Urus-Martan (Уру́с-Марта́н; Хьалха-Марта, Ẋalxa-Marta or Мартантӏи, Martanthi) is a town and the administrative center of Urus-Martanovsky District of the Chechen Republic, Russia, located on the Martan River. Population:

==Geography==
The town is located in the central part of the republic, to the southwest of the capital Grozny.

===Climate===
Urus-Martan has a humid continental climate (Köppen climate classification: Dfa).

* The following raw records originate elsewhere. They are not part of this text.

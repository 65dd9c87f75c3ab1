//! Data models for qbank-import

pub mod import_result;
pub mod source_record;

pub use import_result::{
    ImportReport, ImportResult, ImportStats, RecordOutcome, RunMode, UnmappedRecord,
};
pub use source_record::{SourceAnswer, SourceRecord};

Climate data for Urus-Martan
| Month | Jan | Feb | Mar | Apr | May | Jun | Jul | Aug | Sep | Oct | Nov | Dec | Year |
| Mean daily maximum °C (°F) | 1.1 (34.0) | 2.9 (37.2) | 8.4 (47.1) | 17.2 (63.0) | 23.0 (73.4) | 27.2 (81.0) | 29.9 (85.8) | 29.3 (84.7) | 24.0 (75.2) | 16.6 (61.9) | 9.1 (48.4) | 3.5 (38.3) | 16.0 (60.8) |
| Daily mean °C (°F) | −2.4 (27.7) | −1.1 (30.0) | 3.9 (39.0) | 11.2 (52.2) | 16.9 (62.4) | 21.0 (69.8) | 23.9 (75.0) | 23.2 (73.8) | 18.2 (64.8) | 11.4 (52.5) | 5.3 (41.5) | 0.2 (32.4) | 11.0 (51.8) |
| Mean daily minimum °C (°F) | −5.9 (21.4) | −5.0 (23.0) | −0.6 (30.9) | 5.2 (41.4) | 10.9 (51.6) | 14.9 (58.8) | 17.9 (64.2) | 17.1 (62.8) | 12.4 (54.3) | 6.3 (43.3) | 1.5 (34.7) | −3.0 (26.6) | 6.0 (42.8) |
| Average precipitation mm (inches) | 24 (0.9) | 26 (1.0) | 27 (1.1) | 43 (1.7) | 73 (2.9) | 88 (3.5) | 68 (2.7) | 54 (2.1) | 44 (1.7) | 35 (1.4) | 32 (1.3) | 26 (1.0) | 540 (21.3) |
Source: Climate-Data.org

==Notable people==
- Mamed Aghaev, Chechen-Armenian freestyle wrestler and European silver medalist
- Ruslan Gelayev, Chechen military commander and prominent military figure of the Chechen resistance against Russia
- Muslim Tulshaev, Chechen-German professional mixed martial artist

==Administrative and municipal status==
Within the framework of administrative divisions, Urus-Martan serves as the administrative center of Urus-Martanovsky District. As an administrative division, it is incorporated within Urus-Martanovsky District as Urus-Martan Town Administration. As a municipal division, Urus-Martan Town Administration is incorporated within Urus-Martanovsky Municipal District as Urus-Martanovskoye Urban Settlement.